• PROBLEM DESCRIPTION: In the records below, find the line containing "pub use sqlite_pool::*;" and retype it and every line after it exactly, adding nothing.

Dataset excerpts
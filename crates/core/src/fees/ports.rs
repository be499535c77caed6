//! Port interface for business volume statistics

use async_trait::async_trait;
use tidyhome_domain::{Result, VolumeStats};

/// Trait for per-business, per-month completed-job counters
#[async_trait]
pub trait VolumeStatsRepository: Send + Sync {
    /// Sum of completed jobs in months `>= from_month` (`YYYY-MM`)
    async fn completed_jobs_since(&self, business_id: &str, from_month: &str) -> Result<u32>;

    /// Add one completed job and its revenue to the month's counters
    async fn record_completed_job(
        &self,
        business_id: &str,
        month: &str,
        revenue_cents: i64,
        recorded_at: i64,
    ) -> Result<()>;

    /// Counters for a single month, if any job was recorded
    async fn get_month(&self, business_id: &str, month: &str) -> Result<Option<VolumeStats>>;
}
//! Loyalty tier types
//!
//! A worker's tier is derived from how many clients have marked them as
//! preferred for their home. Higher tiers return a larger share of the
//! platform fee on preferred-home jobs and may unlock faster payouts.

use rust_decimal::Decimal;
use rust_decimal_macros::dec;
use serde::{Deserialize, Serialize};

use crate::constants::DEFAULT_PAYOUT_HOURS;
use crate::impl_domain_status_conversions;

/// Loyalty tier, ordered from lowest to highest.
#[derive(
    Debug, Clone, Copy, Default, PartialEq, Eq, PartialOrd, Ord, Hash, Serialize, Deserialize,
)]
#[serde(rename_all = "snake_case")]
pub enum Tier {
    #[default]
    Bronze,
    Silver,
    Gold,
    Platinum,
}

impl_domain_status_conversions!(Tier {
    Bronze => "bronze",
    Silver => "silver",
    Gold => "gold",
    Platinum => "platinum",
});

/// Inclusive range of preferred-site counts mapped to one tier.
#[derive(Debug, Clone, Copy, PartialEq, Eq, Serialize, Deserialize)]
pub struct TierBand {
    pub min: u32,
    /// `None` means unbounded (only meaningful for platinum).
    pub max: Option<u32>,
    /// Percentage of the platform fee returned to the worker.
    pub bonus_percent: Decimal,
}

impl TierBand {
    pub const fn new(min: u32, max: Option<u32>, bonus_percent: Decimal) -> Self {
        Self { min, max, bonus_percent }
    }

    /// Whether `count` falls inside `[min, max]`.
    pub fn contains(&self, count: u32) -> bool {
        count >= self.min && self.max.map_or(true, |max| count <= max)
    }
}

/// Tier boundaries, bonus percentages and payout perks.
///
/// Bands are expected to be contiguous and non-overlapping, but nothing here
/// enforces it. See [`TierConfig::validate`] for an operator-facing check.
#[derive(Debug, Clone, PartialEq, Eq, Serialize, Deserialize)]
pub struct TierConfig {
    pub bronze: TierBand,
    pub silver: TierBand,
    pub gold: TierBand,
    pub platinum: TierBand,
    pub gold_faster_payouts: bool,
    pub gold_payout_hours: u32,
    pub platinum_faster_payouts: bool,
    pub platinum_payout_hours: u32,
    pub platinum_early_access: bool,
}

/// Tier configuration used when the configuration store has no row.
pub const DEFAULT_TIER_CONFIG: TierConfig = TierConfig {
    bronze: TierBand::new(0, Some(2), dec!(0)),
    silver: TierBand::new(3, Some(5), dec!(3)),
    gold: TierBand::new(6, Some(9), dec!(5)),
    platinum: TierBand::new(10, None, dec!(7)),
    gold_faster_payouts: true,
    gold_payout_hours: 24,
    platinum_faster_payouts: true,
    platinum_payout_hours: 12,
    platinum_early_access: true,
};

impl Default for TierConfig {
    fn default() -> Self {
        DEFAULT_TIER_CONFIG
    }
}

impl TierConfig {
    /// Describe gaps, overlaps and out-of-range percentages.
    ///
    /// An empty list means the configuration is well formed. Problems are
    /// reported, never corrected: the calculator still resolves any count.
    pub fn validate(&self) -> Vec<String> {
        let mut problems = Vec::new();
        let bands = [
            (Tier::Bronze, &self.bronze),
            (Tier::Silver, &self.silver),
            (Tier::Gold, &self.gold),
            (Tier::Platinum, &self.platinum),
        ];

        if self.bronze.min != 0 {
            problems.push(format!("bronze must start at 0, starts at {}", self.bronze.min));
        }

        for (tier, band) in &bands {
            if let Some(max) = band.max {
                if max < band.min {
                    problems.push(format!("{tier} max {max} is below its min {}", band.min));
                }
            }
            if band.bonus_percent < Decimal::ZERO || band.bonus_percent > Decimal::ONE_HUNDRED {
                problems.push(format!(
                    "{tier} bonus percent {} is outside 0..=100",
                    band.bonus_percent
                ));
            }
        }

        for pair in bands.windows(2) {
            let (lower_tier, lower) = pair[0];
            let (upper_tier, upper) = pair[1];
            match lower.max {
                Some(max) if upper.min != max.saturating_add(1) => problems.push(format!(
                    "{upper_tier} starts at {} but {lower_tier} ends at {max}",
                    upper.min
                )),
                None => problems.push(format!("{lower_tier} has no max but is not the top tier")),
                _ => {}
            }
        }

        if self.platinum.max.is_some() {
            problems.push("platinum must not have a max".to_string());
        }

        problems
    }
}

/// Output of the tier calculator.
#[derive(Debug, Clone, Copy, PartialEq, Eq, Serialize, Deserialize)]
#[serde(rename_all = "camelCase")]
pub struct TierResult {
    pub tier: Tier,
    pub bonus_percent: Decimal,
    pub faster_payouts: bool,
    pub payout_hours: u32,
    pub early_access: bool,
}

/// Last-computed tier for a worker.
#[derive(Debug, Clone, PartialEq, Eq, Serialize, Deserialize)]
#[serde(rename_all = "camelCase")]
pub struct LoyaltyTierSnapshot {
    pub worker_id: String,
    pub tier: Tier,
    pub preferred_site_count: u32,
    pub bonus_percent: Decimal,
    pub faster_payouts: bool,
    pub payout_hours: u32,
    pub early_access: bool,
    /// Unix epoch seconds; `None` until the first recomputation.
    pub last_calculated_at: Option<i64>,
}

impl LoyaltyTierSnapshot {
    /// Snapshot for a worker whose tier has never been calculated.
    pub fn unranked(worker_id: impl Into<String>) -> Self {
        Self {
            worker_id: worker_id.into(),
            tier: Tier::Bronze,
            preferred_site_count: 0,
            bonus_percent: Decimal::ZERO,
            faster_payouts: false,
            payout_hours: DEFAULT_PAYOUT_HOURS,
            early_access: false,
            last_calculated_at: None,
        }
    }

    pub fn from_result(
        worker_id: impl Into<String>,
        preferred_site_count: u32,
        result: &TierResult,
        calculated_at: i64,
    ) -> Self {
        Self {
            worker_id: worker_id.into(),
            tier: result.tier,
            preferred_site_count,
            bonus_percent: result.bonus_percent,
            faster_payouts: result.faster_payouts,
            payout_hours: result.payout_hours,
            early_access: result.early_access,
            last_calculated_at: Some(calculated_at),
        }
    }
}
use serde::Deserialize;

/// Any gateway object; only the identifier is consumed.
#[derive(Debug, Deserialize)]
pub(crate) struct ObjectRef {
    pub id: String,
}

#[derive(Debug, Deserialize)]
pub(crate) struct ErrorEnvelope {
    pub error: ErrorBody,
}

#[derive(Debug, Deserialize)]
pub(crate) struct ErrorBody {
    #[serde(default)]
    pub message: Option<String>,
    #[serde(default, rename = "type")]
    pub kind: Option<String>,
    #[serde(default)]
    pub code: Option<String>,
}

impl ErrorBody {
    pub fn describe(&self) -> String {
        let message = self.message.as_deref().unwrap_or("unknown gateway error");
        match (&self.kind, &self.code) {
            (_, Some(code)) => format!("{message} ({code})"),
            (Some(kind), None) => format!("{message} ({kind})"),
            (None, None) => message.to_string(),
        }
    }
}
//! Append-only ledger entries
//!
//! Every completed transfer produces two entries: the amount paid to the
//! worker and the fee the platform kept. Entries are never updated.

use chrono::{DateTime, Datelike, Utc};
use serde::{Deserialize, Serialize};
use uuid::Uuid;

use super::payout::Payout;
use crate::impl_domain_status_conversions;
use crate::money::Cents;

#[derive(Debug, Clone, Copy, PartialEq, Eq, Hash, Serialize, Deserialize)]
#[serde(rename_all = "snake_case")]
pub enum LedgerEntryKind {
    Payout,
    PlatformFee,
}

impl_domain_status_conversions!(LedgerEntryKind {
    Payout => "payout",
    PlatformFee => "platform_fee",
});

#[derive(Debug, Clone, PartialEq, Eq, Serialize, Deserialize)]
#[serde(rename_all = "camelCase")]
pub struct LedgerEntry {
    pub id: String,
    pub job_id: String,
    pub worker_id: String,
    pub payout_id: String,
    pub kind: LedgerEntryKind,
    pub amount_cents: Cents,
    pub currency: String,
    /// Counted toward the worker's year-end earnings report.
    pub reportable: bool,
    pub tax_year: i32,
    pub transfer_id: Option<String>,
    pub created_at: i64,
}

impl LedgerEntry {
    /// Entry for the net amount transferred to the worker.
    pub fn payout_entry(payout: &Payout, now: DateTime<Utc>) -> Self {
        Self::from_payout(payout, LedgerEntryKind::Payout, payout.amount_cents, true, now)
    }

    /// Entry for the fee retained by the platform (after bonus).
    pub fn platform_fee_entry(payout: &Payout, now: DateTime<Utc>) -> Self {
        let fee = payout.platform_fee_cents;
        Self::from_payout(payout, LedgerEntryKind::PlatformFee, fee, false, now)
    }

    fn from_payout(
        payout: &Payout,
        kind: LedgerEntryKind,
        amount_cents: Cents,
        reportable: bool,
        now: DateTime<Utc>,
    ) -> Self {
        Self {
            id: Uuid::now_v7().to_string(),
            job_id: payout.job_id.clone(),
            worker_id: payout.worker_id.clone(),
            payout_id: payout.id.clone(),
            kind,
            amount_cents,
            currency: payout.currency.clone(),
            reportable,
            tax_year: now.year(),
            transfer_id: payout.transfer_id.clone(),
            created_at: now.timestamp(),
        }
    }
}

#[cfg(test)]
mod tests {
    use chrono::TimeZone;

    use super::*;
    use crate::types::payout::BonusResult;

    #[test]
    fn entries_split_payout_and_fee() {
        let bonus = BonusResult::without_bonus(10_000, 1_000, false, None);
        let mut payout = Payout::processing("job-1", "w-1", "usd", &bonus, 0);
        payout.mark_completed("tr_123", 0);

        let now = Utc.with_ymd_and_hms(2025, 12, 31, 23, 0, 0).single().unwrap();
        let paid = LedgerEntry::payout_entry(&payout, now);
        let fee = LedgerEntry::platform_fee_entry(&payout, now);

        assert_eq!(paid.kind, LedgerEntryKind::Payout);
        assert_eq!(paid.amount_cents, 9_000);
        assert!(paid.reportable);
        assert_eq!(paid.tax_year, 2025);
        assert_eq!(paid.transfer_id.as_deref(), Some("tr_123"));

        assert_eq!(fee.kind, LedgerEntryKind::PlatformFee);
        assert_eq!(fee.amount_cents, 1_000);
        assert!(!fee.reportable);
        assert_ne!(paid.id, fee.id);
    }
}
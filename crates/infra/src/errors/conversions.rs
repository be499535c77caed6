//! Conversions from external infrastructure errors into domain errors.

use reqwest::Error as HttpError;
use rusqlite::Error as SqlError;
use tidyhome_domain::TidyHomeError;

/// Error newtype that keeps conversions on the infrastructure side and can be
/// converted back into the domain error.
#[derive(Debug, thiserror::Error)]
#[error(transparent)]
pub struct InfraError(pub TidyHomeError);

impl From<InfraError> for TidyHomeError {
    fn from(value: InfraError) -> Self {
        value.0
    }
}

impl From<TidyHomeError> for InfraError {
    fn from(value: TidyHomeError) -> Self {
        InfraError(value)
    }
}

/// Extension trait to make the conversion logic explicit in tests and within
/// this module.
trait IntoTidyHomeError {
    fn into_tidyhome(self) -> TidyHomeError;
}

/* -------------------------------------------------------------------------- */
/* rusqlite::Error → TidyHomeError */
/* -------------------------------------------------------------------------- */

impl IntoTidyHomeError for SqlError {
    fn into_tidyhome(self) -> TidyHomeError {
        use rusqlite::ffi::ErrorCode;
        use rusqlite::Error as RE;

        match self {
            RE::SqliteFailure(err, maybe_message) => {
                let message = maybe_message.unwrap_or_default();
                match (err.code, err.extended_code) {
                    (ErrorCode::DatabaseBusy, _) => {
                        TidyHomeError::Database("database is busy".into())
                    }
                    (ErrorCode::DatabaseLocked, _) => {
                        TidyHomeError::Database("database is locked".into())
                    }
                    (ErrorCode::ConstraintViolation, 2067) => {
                        TidyHomeError::Database(format!("unique constraint violation: {message}"))
                    }
                    (ErrorCode::ConstraintViolation, 787) => {
                        TidyHomeError::Database("foreign key constraint violation".into())
                    }
                    _ => TidyHomeError::Database(format!(
                        "sqlite failure {:?} (code {}): {}",
                        err.code, err.extended_code, message
                    )),
                }
            }
            RE::QueryReturnedNoRows => TidyHomeError::NotFound("no rows returned by query".into()),
            RE::FromSqlConversionFailure(_, _, cause) => {
                TidyHomeError::Database(format!("failed to convert sqlite value: {cause}"))
            }
            RE::InvalidColumnType(_, _, ty) => {
                TidyHomeError::Database(format!("invalid column type: {ty}"))
            }
            RE::Utf8Error(_) => {
                TidyHomeError::Database("invalid UTF-8 returned from sqlite".into())
            }
            RE::InvalidPath(path) => TidyHomeError::Database(format!(
                "invalid database path: {}",
                path.to_string_lossy()
            )),
            other => TidyHomeError::Database(other.to_string()),
        }
    }
}

impl From<SqlError> for InfraError {
    fn from(value: SqlError) -> Self {
        InfraError(value.into_tidyhome())
    }
}

/* -------------------------------------------------------------------------- */
/* r2d2::Error → TidyHomeError */
/* -------------------------------------------------------------------------- */

impl From<r2d2::Error> for InfraError {
    fn from(value: r2d2::Error) -> Self {
        InfraError(TidyHomeError::Database(format!("connection pool: {value}")))
    }
}

/* -------------------------------------------------------------------------- */
/* reqwest::Error → TidyHomeError */
/* -------------------------------------------------------------------------- */

impl IntoTidyHomeError for HttpError {
    fn into_tidyhome(self) -> TidyHomeError {
        if self.is_timeout() {
            return TidyHomeError::Timeout("HTTP request timed out".into());
        }

        if self.is_connect() {
            return TidyHomeError::Network("HTTP connection failure".into());
        }

        if let Some(status) = self.status() {
            let code = status.as_u16();
            let message =
                format!("HTTP {} {}", code, status.canonical_reason().unwrap_or("unknown status"));

            return match code {
                404 => TidyHomeError::NotFound(message),
                429 | 500..=599 => TidyHomeError::Network(message),
                _ => TidyHomeError::Gateway(message),
            };
        }

        if self.is_decode() {
            return TidyHomeError::Gateway(format!("unreadable gateway response: {self}"));
        }

        TidyHomeError::Network(self.to_string())
    }
}

impl From<HttpError> for InfraError {
    fn from(value: HttpError) -> Self {
        InfraError(value.into_tidyhome())
    }
}

/// Map an error that converts into [`InfraError`] straight to the domain.
pub fn to_domain(err: impl Into<InfraError>) -> TidyHomeError {
    err.into().0
}

/* -------------------------------------------------------------------------- */
/* Tests */
/* -------------------------------------------------------------------------- */
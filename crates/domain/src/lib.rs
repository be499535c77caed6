//! # TidyHome Domain
//!
//! Business domain types and models for the TidyHome payout core.
//!
//! This crate contains:
//! - Tier, fee, payout, ledger and job types
//! - Domain error types and Result definitions
//! - Application configuration structures
//! - Default business configuration and money helpers
//!
//! ## Architecture
//! - No dependencies on other TidyHome crates
//! - Only external dependencies allowed
//! - Pure domain models and data structures

pub mod config;
pub mod constants;
pub mod errors;
pub mod macros;
pub mod money;
pub mod types;

// Re-export commonly used items
pub use config::*;
pub use errors::*;
pub use types::*;
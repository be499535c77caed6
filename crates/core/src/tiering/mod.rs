//! Loyalty tiers derived from preferred-site relationships

pub mod calculator;
pub mod ports;
pub mod service;

pub use calculator::calculate_tier;
pub use ports::{PreferredSiteRepository, TierSnapshotRepository};
pub use service::LoyaltyTierService;
//! Integer-cent arithmetic shared by the bonus engine and the orchestrator.
//!
//! Every intermediate amount is rounded to whole cents with "round half away
//! from zero" before it feeds the next step. The platform fee is rounded
//! first and the bonus is then taken from that rounded fee.

use std::num::NonZeroUsize;

use rust_decimal::prelude::ToPrimitive;
use rust_decimal::{Decimal, RoundingStrategy};

/// Amount of money in the smallest currency unit.
pub type Cents = i64;

/// Round a decimal amount of cents to a whole number of cents.
pub fn round_cents(value: Decimal) -> Cents {
    let rounded = value.round_dp_with_strategy(0, RoundingStrategy::MidpointAwayFromZero);
    rounded.to_i64().unwrap_or(if rounded.is_sign_negative() { Cents::MIN } else { Cents::MAX })
}

/// `round(amount * percent / 100)`.
pub fn percent_of(amount: Cents, percent: Decimal) -> Cents {
    round_cents(Decimal::from(amount) * percent / Decimal::ONE_HUNDRED)
}

/// Equal share of `total` for each of `parts` recipients.
///
/// Each share is rounded independently; `share * parts` may differ from
/// `total` by a few cents and nothing reconciles the remainder.
pub fn split_evenly(total: Cents, parts: NonZeroUsize) -> Cents {
    round_cents(Decimal::from(total) / Decimal::from(parts.get()))
}

/// Convert cents into a two-decimal dollar amount.
pub fn cents_to_dollars(amount: Cents) -> Decimal {
    Decimal::new(amount, 2)
}
//! SQLite-backed worker payee accounts.

use std::sync::Arc;

use async_trait::async_trait;
use rusqlite::{params, OptionalExtension};
use tidyhome_core::PayeeAccountRepository;
use tidyhome_domain::{PayeeAccount, Result as DomainResult};

use super::blocking::with_connection;
use super::manager::DbManager;

pub struct SqlitePayeeAccountRepository {
    db: Arc<DbManager>,
}

impl SqlitePayeeAccountRepository {
    pub fn new(db: Arc<DbManager>) -> Self {
        Self { db }
    }
}

#[async_trait]
impl PayeeAccountRepository for SqlitePayeeAccountRepository {
    async fn find(&self, worker_id: &str) -> DomainResult<Option<PayeeAccount>> {
        let worker_id = worker_id.to_string();
        with_connection(&self.db, move |conn| {
            conn.query_row(
                "SELECT worker_id, account_ref FROM payee_accounts WHERE worker_id = ?1",
                params![worker_id],
                |row| Ok(PayeeAccount { worker_id: row.get(0)?, account_ref: row.get(1)? }),
            )
            .optional()
        })
        .await
    }

    async fn upsert(&self, account: &PayeeAccount) -> DomainResult<()> {
        let account = account.clone();
        let now = chrono::Utc::now().timestamp();
        with_connection(&self.db, move |conn| {
            conn.execute(
                "INSERT INTO payee_accounts (worker_id, account_ref, updated_at)
                 VALUES (?1, ?2, ?3)
                 ON CONFLICT(worker_id) DO UPDATE SET
                    account_ref = excluded.account_ref,
                    updated_at = excluded.updated_at",
                params![account.worker_id, account.account_ref, now],
            )
            .map(|_| ())
        })
        .await
    }
}
//! # TidyHome Core
//!
//! Pure business logic layer - no infrastructure dependencies.
//!
//! This crate contains:
//! - Tier calculation and loyalty tier recomputation
//! - The bonus engine splitting a job's gross between worker and platform
//! - Fee-tier qualification for business accounts
//! - The payout orchestrator driving transfers through the payment gateway
//! - Port/adapter interfaces (traits) for persistence and the gateway
//!
//! ## Architecture Principles
//! - Only depends on `tidyhome-domain`
//! - No database, HTTP, or platform code
//! - All external dependencies via traits
//! - Pure, testable business logic

pub mod bonus;
pub mod fees;
pub mod payouts;
pub mod tiering;

// Infrastructure ports
pub mod config_ports;

pub use bonus::BonusEngine;
pub use config_ports::{resolve_fee_config, resolve_tier_config, ConfigStore};
pub use fees::ports::VolumeStatsRepository;
pub use fees::FeeTierQualifier;
pub use payouts::ports::{
    Charge, JobRepository, LedgerRepository, PayeeAccountRepository, PaymentGateway,
    PayoutRepository, Transfer, TransferRequest,
};
pub use payouts::{JobLocks, OrchestratorSettings, PayoutDependencies, PayoutOrchestrator};
pub use tiering::ports::{PreferredSiteRepository, TierSnapshotRepository};
pub use tiering::{calculate_tier, LoyaltyTierService};
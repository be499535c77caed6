//! Business fee commands

use std::time::Instant;

use tidyhome_domain::{BusinessFee, Result as DomainResult};
use tracing::info;

use crate::context::AppContext;
use crate::utils::logging::log_command_execution;

/// Fee percentage a business would be charged on a payout run now.
pub async fn business_fee(ctx: &AppContext, business_id: &str) -> DomainResult<BusinessFee> {
    let command_name = "fees::business_fee";
    let start = Instant::now();
    info!(command = command_name, business_id, "Executing business_fee");

    let result = ctx.fees.get_business_fee(business_id).await;

    log_command_execution(command_name, start.elapsed(), result.as_ref().err());
    result
}
//! Database implementations

mod blocking;
pub mod config_repository;
pub mod job_repository;
pub mod ledger_repository;
pub mod manager;
pub mod payee_account_repository;
pub mod payout_repository;
pub mod preferred_site_repository;
pub mod sqlite_pool;
pub mod tier_snapshot_repository;
pub mod volume_stats_repository;

pub use config_repository::*;
pub use job_repository::*;
pub use ledger_repository::*;
pub use manager::*;
pub use payee_account_repository::*;
pub use payout_repository::*;
pub use preferred_site_repository::*;
pub use sqlite_pool::*;
pub use tier_snapshot_repository::*;
pub use volume_stats_repository::*;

• OUTPUT BELOW:
pub use sqlite_pool::*;
pub use tier_snapshot_repository::*;
pub use volume_stats_repository::*;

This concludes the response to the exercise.